There is also federal law to contend with. Employers with federal contracts or those whose employees are licensed through federal agencies are legally required to screen job candidates for drugs, including marijuana, which remains a Schedule 1 drug in the federal government’s view. And Transportation Department rules frequently require companies in the industry to screen for drugs when hiring for safety-sensitive positions.

In a survey conducted in 2011, a year before Colorado and Washington became the first states to pass ballot questions legalizing marijuana for recreational use, the Society for Human Resource Management and the Drug and Alcohol Testing Industry Association found that 57% of employers conducted drug tests on all job candidates. In recent years, “more and more companies are dropping marijuana from preemployment testing,” Reidy said.

But not all are doing so.

In Fresno, California, Nicole Perez, 32, recently applied for a receptionist position at a trucking company only to be ruled out when she disclosed her cannabis use.

“I don’t feel like I’m doing anything wrong and have anything to hide,” said Perez, who recently moved to Eureka, California, in Humboldt County, where marijuana is more widely accepted. “So I will tell companies frankly and honestly that I will fail the test. And that’s usually when the interview ends.”

Marina Dobbie of Pine Grove, Calif., has limited herself to applying for jobs that do not test applicants for marijuana, after losing out on a copywriter job years ago after a positive test.

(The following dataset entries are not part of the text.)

//! Weighted aggregation of the available signals into one score.

use std::collections::{BTreeMap, HashMap};
use std::time::Instant;

use chrono::Utc;
use log::{debug, warn};

use crate::error_handling::ConfigError;
use crate::utils::elapsed_ms;

use super::config::{MissingDataStrategy, ScoringConfig};
use super::normalize::{fraction_to_percent, normalize};
use super::types::{
    FactorType, RiskFactor, ScoreBreakdown, ScoringInput, ScoringMetadata, ScoringResult,
};

/// Confidence of the informational technical-indicators factor
const TECHNICAL_INDICATOR_CONFIDENCE: f64 = 0.5;

/// One available source, brought onto the common shape.
struct Signal {
    /// Native score of the source
    raw: f64,
    /// Score on the 0-100 risk scale, before normalization
    percent: f64,
    confidence: f64,
    description: String,
    processing_time_ms: u64,
    from_cache: bool,
}

/// Scores [`ScoringInput`]s with a base configuration and optional
/// per-experiment overrides.
#[derive(Debug, Clone)]
pub struct ScoringCalculator {
    config: ScoringConfig,
    experiments: HashMap<String, ScoringConfig>,
}

impl ScoringCalculator {
    /// # Errors
    ///
    /// Returns the validation error of an invalid `config`.
    pub fn new(config: ScoringConfig) -> Result<Self, ConfigError> {
        config.validate()?;
        Ok(Self {
            config,
            experiments: HashMap::new(),
        })
    }

    pub fn config(&self) -> &ScoringConfig {
        &self.config
    }

    /// Registers (or replaces) the configuration used for `experiment_id`.
    pub fn register_experiment(
        &mut self,
        experiment_id: impl Into<String>,
        config: ScoringConfig,
    ) -> Result<(), ConfigError> {
        config.validate()?;
        self.experiments.insert(experiment_id.into(), config);
        Ok(())
    }

    pub fn experiment(&self, experiment_id: &str) -> Option<&ScoringConfig> {
        self.experiments.get(experiment_id)
    }

    pub fn remove_experiment(&mut self, experiment_id: &str) -> bool {
        self.experiments.remove(experiment_id).is_some()
    }

    pub fn experiment_ids(&self) -> Vec<String> {
        let mut ids: Vec<String> = self.experiments.keys().cloned().collect();
        ids.sort();
        ids
    }

    /// Computes the weighted score of `input`.
    ///
    /// An unknown `experiment_id` falls back to the base configuration. A
    /// fully missing input scores `default_score` at minimum confidence.
    pub fn calculate_score(
        &self,
        input: &ScoringInput,
        experiment_id: Option<&str>,
        user_id: Option<&str>,
    ) -> ScoringResult {
        let start = Instant::now();
        let (config, config_used) = self.resolve_config(experiment_id);

        let signals: BTreeMap<FactorType, Signal> = FactorType::WEIGHTED
            .into_iter()
            .filter_map(|factor| signal(input, factor).map(|s| (factor, s)))
            .collect();
        let missing: Vec<FactorType> = FactorType::WEIGHTED
            .into_iter()
            .filter(|f| !signals.contains_key(f))
            .collect();
        let weights = applied_weights(config, &signals);

        let mut breakdown = ScoreBreakdown::default();
        let mut risk_factors = Vec::with_capacity(FactorType::WEIGHTED.len() + 1);
        for factor in FactorType::WEIGHTED {
            let weight = weights.get(&factor).copied().unwrap_or(0.0);
            match signals.get(&factor) {
                Some(signal) => {
                    let normalized = normalize(signal.percent, config.normalization);
                    breakdown.raw_scores.insert(factor, signal.raw);
                    breakdown.normalized_scores.insert(factor, normalized);
                    breakdown.weighted_scores.insert(factor, normalized * weight);
                    risk_factors.push(RiskFactor {
                        factor_type: factor,
                        score: normalized,
                        confidence: signal.confidence,
                        weight,
                        description: signal.description.clone(),
                        available: true,
                        processing_time_ms: signal.processing_time_ms,
                        from_cache: signal.from_cache,
                    });
                }
                None => {
                    let substituted = config.missing_data_strategy == MissingDataStrategy::Default;
                    if substituted {
                        breakdown.normalized_scores.insert(factor, config.default_score);
                        breakdown
                            .weighted_scores
                            .insert(factor, config.default_score * weight);
                    }
                    risk_factors.push(RiskFactor {
                        factor_type: factor,
                        score: if substituted { config.default_score } else { 0.0 },
                        confidence: 0.0,
                        weight,
                        description: format!("{} data unavailable", factor_label(factor)),
                        available: false,
                        processing_time_ms: 0,
                        from_cache: false,
                    });
                }
            }
        }
        if let Some(patterns) = &input.patterns {
            let indicators = patterns.indicators();
            risk_factors.push(RiskFactor {
                factor_type: FactorType::TechnicalIndicators,
                score: f64::from(patterns.suspicious_score.min(100)),
                confidence: TECHNICAL_INDICATOR_CONFIDENCE,
                weight: 0.0,
                description: if patterns.is_failed() {
                    "URL pattern analysis failed".to_string()
                } else if indicators.is_empty() {
                    "No suspicious URL patterns".to_string()
                } else {
                    indicators.join("; ")
                },
                available: !patterns.is_failed(),
                processing_time_ms: 0,
                from_cache: false,
            });
        }

        breakdown.total_weight = weights.values().sum();
        let final_score = if signals.is_empty()
            && config.missing_data_strategy != MissingDataStrategy::Default
        {
            config.default_score
        } else {
            breakdown.weighted_scores.values().sum::<f64>().clamp(0.0, 100.0)
        };
        let risk_level = config.thresholds.classify(final_score);
        let confidence = overall_confidence(config, &signals, missing.len());

        let slowest_service_ms = signals
            .values()
            .map(|s| s.processing_time_ms)
            .max()
            .unwrap_or(0);
        debug!(
            "Scored {} with {config_used}: {final_score:.1} ({risk_level}), {} factor(s) missing",
            input.url,
            missing.len()
        );

        ScoringResult {
            url: input.url.clone(),
            final_score,
            risk_level,
            confidence,
            risk_factors,
            metadata: ScoringMetadata {
                total_processing_time_ms: slowest_service_ms + elapsed_ms(start),
                config_used,
                missing_factors: missing,
                redistributed_weights: weights,
                missing_data_strategy: config.missing_data_strategy,
                normalization_method: config.normalization,
                timestamp: Utc::now(),
                experiment_id: experiment_id.map(str::to_string),
                user_id: user_id.map(str::to_string),
            },
            breakdown,
        }
    }

    fn resolve_config(&self, experiment_id: Option<&str>) -> (&ScoringConfig, String) {
        match experiment_id {
            Some(id) => match self.experiments.get(id) {
                Some(config) => (config, id.to_string()),
                None => {
                    warn!("Unknown scoring experiment '{id}', using {}", self.config.name);
                    (&self.config, self.config.name.clone())
                }
            },
            None => (&self.config, self.config.name.clone()),
        }
    }
}

fn factor_label(factor: FactorType) -> &'static str {
    match factor {
        FactorType::Reputation => "Reputation",
        FactorType::DomainAge => "Domain age",
        FactorType::SslCertificate => "SSL certificate",
        FactorType::AiAnalysis => "AI analysis",
        FactorType::TechnicalIndicators => "Technical indicators",
    }
}

fn signal(input: &ScoringInput, factor: FactorType) -> Option<Signal> {
    match factor {
        FactorType::Reputation => input.reputation.as_ref().map(|r| {
            let a = &r.analysis;
            let description = if a.is_clean {
                "No threats found".to_string()
            } else {
                let types: Vec<&str> =
                    a.threat_matches.iter().map(|m| m.threat_type.as_str()).collect();
                format!(
                    "{} threat match(es): {}",
                    a.threat_matches.len(),
                    types.join(", ")
                )
            };
            Signal {
                raw: a.score,
                percent: a.score,
                confidence: a.confidence,
                description,
                processing_time_ms: r.processing_time_ms,
                from_cache: r.from_cache,
            }
        }),
        FactorType::DomainAge => input.whois.as_ref().map(|w| {
            let a = &w.analysis;
            let mut description = match a.age_in_days {
                Some(days) => format!("Domain registered {days} days ago"),
                None => "Domain age unknown".to_string(),
            };
            if a.privacy_protected {
                description.push_str(", registrant hidden by privacy service");
            }
            Signal {
                raw: a.score,
                percent: fraction_to_percent(a.score),
                confidence: a.confidence,
                description,
                processing_time_ms: w.processing_time_ms,
                from_cache: w.from_cache,
            }
        }),
        FactorType::SslCertificate => input.ssl.as_ref().map(|s| {
            let a = &s.analysis;
            let description = if a.validation.errors.is_empty() {
                format!(
                    "Valid certificate issued by {}, expires in {} days",
                    a.ca_trust.issuer, a.dates.days_until_expiry
                )
            } else {
                a.validation.errors.join("; ")
            };
            Signal {
                raw: a.score,
                percent: a.score,
                confidence: a.confidence,
                description,
                processing_time_ms: s.processing_time_ms,
                from_cache: s.from_cache,
            }
        }),
        FactorType::AiAnalysis => input.ai.as_ref().map(|ai| {
            let a = &ai.analysis;
            let description = if a.explanation.is_empty() {
                format!("AI classification: {}", a.scam_category.as_str())
            } else {
                format!("AI classification: {} ({})", a.scam_category.as_str(), a.explanation)
            };
            Signal {
                raw: a.risk_score,
                percent: a.risk_score,
                confidence: a.confidence,
                description,
                processing_time_ms: ai.processing_time_ms,
                from_cache: ai.from_cache,
            }
        }),
        FactorType::TechnicalIndicators => None,
    }
}

/// Weight applied to every weighted factor under the configured strategy.
fn applied_weights(
    config: &ScoringConfig,
    signals: &BTreeMap<FactorType, Signal>,
) -> BTreeMap<FactorType, f64> {
    let available_mass: f64 = signals.keys().map(|f| config.weights.get(*f)).sum();

    FactorType::WEIGHTED
        .into_iter()
        .map(|factor| {
            let configured = config.weights.get(factor);
            let available = signals.contains_key(&factor);
            let weight = match config.missing_data_strategy {
                MissingDataStrategy::Redistribute if !available => 0.0,
                MissingDataStrategy::Redistribute if available_mass > 0.0 => {
                    configured / available_mass
                }
                // Every available factor is weighted zero: share equally
                MissingDataStrategy::Redistribute => 1.0 / signals.len() as f64,
                MissingDataStrategy::Penalty if !available => 0.0,
                MissingDataStrategy::Penalty | MissingDataStrategy::Default => configured,
            };
            (factor, weight)
        })
        .collect()
}

/// Weighted mean of the available confidences, less the missing-factor
/// penalty, floored at the configured minimum.
fn overall_confidence(
    config: &ScoringConfig,
    signals: &BTreeMap<FactorType, Signal>,
    missing: usize,
) -> f64 {
    if signals.is_empty() {
        return config.minimum_confidence;
    }
    let weight_sum: f64 = signals.keys().map(|f| config.weights.get(*f)).sum();
    let mean = if weight_sum > 0.0 {
        signals
            .iter()
            .map(|(f, s)| s.confidence.clamp(0.0, 1.0) * config.weights.get(*f))
            .sum::<f64>()
            / weight_sum
    } else {
        signals.values().map(|s| s.confidence.clamp(0.0, 1.0)).sum::<f64>() / signals.len() as f64
    };
    let penalized = mean - config.missing_factor_penalty * missing as f64;
    penalized.clamp(config.minimum_confidence, 1.0)
}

“Now when I see a drug test is involved I don’t even bother,” Dobbie, 55, said. “I filter myself out.”

Drug-testing policies affect more prominent professions as well. David Irving, a former defensive end with the Dallas Cowboys, preferred marijuana to treat his playing-related aches to the team-prescribed painkillers.

Irving had to lie, and cheat on his urine test, for his job. “I would rather have just been honest and straightforward with them, but I knew that wasn’t a reality,” said Irving, who is 25 and an ordained youth minister. “I was going to be the first person in my family to make that type of money. I needed to do what I needed to do to get into the NFL.”

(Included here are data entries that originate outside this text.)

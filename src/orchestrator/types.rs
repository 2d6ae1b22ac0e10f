//! Orchestration result types.

use std::collections::BTreeMap;

use chrono::{DateTime, Utc};
use serde::{Deserialize, Serialize};
use strum::IntoEnumIterator;

use crate::analyzers::ServiceKind;
use crate::config::{FALLBACK_CONFIDENCE, FALLBACK_SCORE};
use crate::error_handling::AnalysisError;
use crate::scoring::{
    FactorType, MissingDataStrategy, NormalizationMethod, RiskFactor, RiskLevel, ScoreBreakdown,
    ScoringMetadata, ScoringResult,
};

/// Name reported as `configUsed` in fallback results.
pub const FALLBACK_CONFIG_NAME: &str = "fallback";

/// Per-call options of [`super::AnalysisOrchestrator::analyze_url`].
#[derive(Debug, Clone, Default, PartialEq, Eq)]
pub struct AnalyzeOptions {
    /// Skip every cache read; fresh results are still written back
    pub force_refresh: bool,
    pub experiment_id: Option<String>,
    pub user_id: Option<String>,
}

impl AnalyzeOptions {
    pub fn force_refresh() -> Self {
        Self {
            force_refresh: true,
            ..Self::default()
        }
    }
}

/// Outcome of one service call.
#[derive(Debug, Clone, PartialEq, Serialize, Deserialize)]
#[serde(rename_all = "camelCase")]
pub struct ServiceSummary {
    pub success: bool,
    pub processing_time_ms: u64,
    pub from_cache: bool,
    #[serde(skip_serializing_if = "Option::is_none")]
    pub error: Option<AnalysisError>,
}

impl ServiceSummary {
    pub fn succeeded(processing_time_ms: u64, from_cache: bool) -> Self {
        Self {
            success: true,
            processing_time_ms,
            from_cache,
            error: None,
        }
    }

    pub fn failed(error: AnalysisError, processing_time_ms: u64) -> Self {
        Self {
            success: false,
            processing_time_ms,
            from_cache: false,
            error: Some(error),
        }
    }
}

#[derive(Debug, Clone, PartialEq, Serialize, Deserialize)]
#[serde(rename_all = "camelCase")]
pub struct OrchestrationMetrics {
    pub services_executed: usize,
    pub services_succeeded: usize,
    pub services_failed: usize,
    pub total_processing_time_ms: u64,
    pub parallel_execution: bool,
    pub cache_enabled: bool,
    /// The whole result was served from the orchestration cache
    pub from_cache: bool,
}

/// Everything one `analyze_url` call produced.
#[derive(Debug, Clone, PartialEq, Serialize, Deserialize)]
#[serde(rename_all = "camelCase")]
pub struct OrchestrationResult {
    pub url: String,
    pub scoring: ScoringResult,
    pub services: BTreeMap<ServiceKind, ServiceSummary>,
    pub metrics: OrchestrationMetrics,
    /// Set when the result is the neutral fallback rather than a real score
    pub fallback: bool,
    /// The failure that triggered the fallback
    #[serde(skip_serializing_if = "Option::is_none")]
    pub error: Option<AnalysisError>,
    pub timestamp: DateTime<Utc>,
}

impl OrchestrationResult {
    /// The neutral result returned when no score could be computed: score 50,
    /// medium risk, confidence 0.3, every service failed with `error`.
    pub fn fallback(url: &str, error: AnalysisError, elapsed_ms: u64, cache_enabled: bool) -> Self {
        let now = Utc::now();
        let risk_factors = FactorType::WEIGHTED
            .into_iter()
            .map(|factor_type| RiskFactor {
                factor_type,
                score: 0.0,
                confidence: 0.0,
                weight: 0.0,
                description: error.message.clone(),
                available: false,
                processing_time_ms: 0,
                from_cache: false,
            })
            .collect();
        let services: BTreeMap<ServiceKind, ServiceSummary> = ServiceKind::iter()
            .map(|service| (service, ServiceSummary::failed(error.clone(), 0)))
            .collect();

        Self {
            url: url.to_string(),
            scoring: ScoringResult {
                url: url.to_string(),
                final_score: FALLBACK_SCORE,
                risk_level: RiskLevel::Medium,
                confidence: FALLBACK_CONFIDENCE,
                risk_factors,
                metadata: ScoringMetadata {
                    total_processing_time_ms: elapsed_ms,
                    config_used: FALLBACK_CONFIG_NAME.to_string(),
                    missing_factors: FactorType::WEIGHTED.to_vec(),
                    redistributed_weights: FactorType::WEIGHTED.into_iter().map(|f| (f, 0.0)).collect(),
                    missing_data_strategy: MissingDataStrategy::default(),
                    normalization_method: NormalizationMethod::default(),
                    timestamp: now,
                    experiment_id: None,
                    user_id: None,
                },
                breakdown: ScoreBreakdown::default(),
            },
            metrics: OrchestrationMetrics {
                services_executed: services.len(),
                services_succeeded: 0,
                services_failed: services.len(),
                total_processing_time_ms: elapsed_ms,
                parallel_execution: true,
                cache_enabled,
                from_cache: false,
            },
            services,
            fallback: true,
            error: Some(error),
            timestamp: now,
        }
    }

    pub fn final_score(&self) -> f64 {
        self.scoring.final_score
    }

    pub fn risk_level(&self) -> RiskLevel {
        self.scoring.risk_level
    }

    /// Whether the URL was rejected before any analysis.
    pub fn is_validation_failure(&self) -> bool {
        self.error
            .as_ref()
            .is_some_and(|e| e.kind == crate::error_handling::ErrorKind::Validation)
    }
}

Courts have upheld the right of employers to set and enforce drug policies.

In a 2008 medical marijuana case, the California Supreme Court ruled that an employer could refuse to hire an applicant who tested positive for cannabis, even if it was legally prescribed for a disability. And in 2015, the Colorado Supreme Court ruled that Dish Network was legally allowed to fire a quadriplegic man who used medical marijuana at home because the drug was still illegal under federal law.

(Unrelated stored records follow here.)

//! Bounded history of completed analyses and the statistics derived from it.

use std::collections::{BTreeMap, VecDeque};

use chrono::{DateTime, Utc};
use serde::{Deserialize, Serialize};
use strum::IntoEnumIterator;

use crate::analyzers::ServiceKind;
use crate::scoring::RiskLevel;

use super::types::OrchestrationResult;

/// Condensed record of one analysis.
#[derive(Debug, Clone, PartialEq, Serialize, Deserialize)]
#[serde(rename_all = "camelCase")]
pub struct HistoryEntry {
    pub url: String,
    pub final_score: f64,
    pub risk_level: RiskLevel,
    pub confidence: f64,
    pub processing_time_ms: u64,
    pub from_cache: bool,
    pub fallback: bool,
    pub services_succeeded: BTreeMap<ServiceKind, bool>,
    pub timestamp: DateTime<Utc>,
}

impl From<&OrchestrationResult> for HistoryEntry {
    fn from(result: &OrchestrationResult) -> Self {
        Self {
            url: result.url.clone(),
            final_score: result.scoring.final_score,
            risk_level: result.scoring.risk_level,
            confidence: result.scoring.confidence,
            processing_time_ms: result.metrics.total_processing_time_ms,
            from_cache: result.metrics.from_cache,
            fallback: result.fallback,
            services_succeeded: result
                .services
                .iter()
                .map(|(service, summary)| (*service, summary.success))
                .collect(),
            timestamp: result.timestamp,
        }
    }
}

/// Fixed-capacity ring of the most recent analyses; the oldest entry is
/// evicted first.
#[derive(Debug)]
pub struct HistoryRing {
    entries: VecDeque<HistoryEntry>,
    capacity: usize,
}

impl HistoryRing {
    pub fn new(capacity: usize) -> Self {
        Self {
            entries: VecDeque::with_capacity(capacity),
            capacity,
        }
    }

    pub fn push(&mut self, entry: HistoryEntry) {
        if self.capacity == 0 {
            return;
        }
        if self.entries.len() == self.capacity {
            self.entries.pop_front();
        }
        self.entries.push_back(entry);
    }

    pub fn len(&self) -> usize {
        self.entries.len()
    }

    pub fn is_empty(&self) -> bool {
        self.entries.is_empty()
    }

    /// Entries from oldest to newest.
    pub fn iter(&self) -> impl Iterator<Item = &HistoryEntry> {
        self.entries.iter()
    }

    pub fn statistics(&self) -> AnalysisStatistics {
        AnalysisStatistics::from_entries(self.entries.iter())
    }
}

#[derive(Debug, Clone, Copy, Default, PartialEq, Eq, Serialize, Deserialize)]
pub struct RiskDistribution {
    pub low: usize,
    pub medium: usize,
    pub high: usize,
}

/// Aggregates over the history ring.
#[derive(Debug, Clone, Default, PartialEq, Serialize, Deserialize)]
#[serde(rename_all = "camelCase")]
pub struct AnalysisStatistics {
    pub total_analyses: usize,
    pub fallback_count: usize,
    pub average_score: f64,
    pub average_confidence: f64,
    pub average_processing_time_ms: f64,
    pub risk_distribution: RiskDistribution,
    /// Share of analyses served from the orchestration cache
    pub cache_hit_rate: f64,
    pub service_success_rates: BTreeMap<ServiceKind, f64>,
}

impl AnalysisStatistics {
    fn from_entries<'a>(entries: impl Iterator<Item = &'a HistoryEntry>) -> Self {
        let entries: Vec<&HistoryEntry> = entries.collect();
        let total = entries.len();
        if total == 0 {
            return Self::default();
        }
        let n = total as f64;
        let mean = |f: fn(&HistoryEntry) -> f64| entries.iter().map(|e| f(e)).sum::<f64>() / n;

        let mut risk_distribution = RiskDistribution::default();
        for entry in &entries {
            match entry.risk_level {
                RiskLevel::Low => risk_distribution.low += 1,
                RiskLevel::Medium => risk_distribution.medium += 1,
                RiskLevel::High => risk_distribution.high += 1,
            }
        }

        let service_success_rates = ServiceKind::iter()
            .map(|service| {
                let ok = entries
                    .iter()
                    .filter(|e| e.services_succeeded.get(&service).copied().unwrap_or(false))
                    .count();
                (service, ok as f64 / n)
            })
            .collect();

        Self {
            total_analyses: total,
            fallback_count: entries.iter().filter(|e| e.fallback).count(),
            average_score: mean(|e| e.final_score),
            average_confidence: mean(|e| e.confidence),
            average_processing_time_ms: mean(|e| e.processing_time_ms as f64),
            risk_distribution,
            cache_hit_rate: entries.iter().filter(|e| e.from_cache).count() as f64 / n,
            service_success_rates,
        }
    }
}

Furthermore, most states, when they legalized marijuana use, gave employers the explicit right to discipline an employee for violation of a workplace drug policy or for working while under the influence.

Fiat Chrysler Automobiles in Michigan, a state that legalized recreational use last year, tests all of its employees. “A positive test for marijuana use will disqualify a candidate,” the company told The Detroit Free Press. When contacted by The New York Times last month, the company added that its rules barred possession or use at work.

Josh Hovey, who served as communications director for the campaign to legalize recreational marijuana in Michigan, said he had met regularly with the state Chamber of Commerce and local businesses before the referendum. “And a lot of what they were concerned with was their HR policies,” he said.

For Irving and others, each sign of a decrease in testing for marijuana is a small victory.

Last month, the NFL and its players’ union announced the creation of a committee that will study alternative methods of pain management, including marijuana. Irving, who since leaving the NFL has been outspoken on the league’s marijuana rules, sees it as much as a humanitarian issue as a legal or even equal-rights one.

“As players we need to stand up for what’s right and stick together,” he said. “But if we all remain afraid and quiet, nothing’s ever going to change.”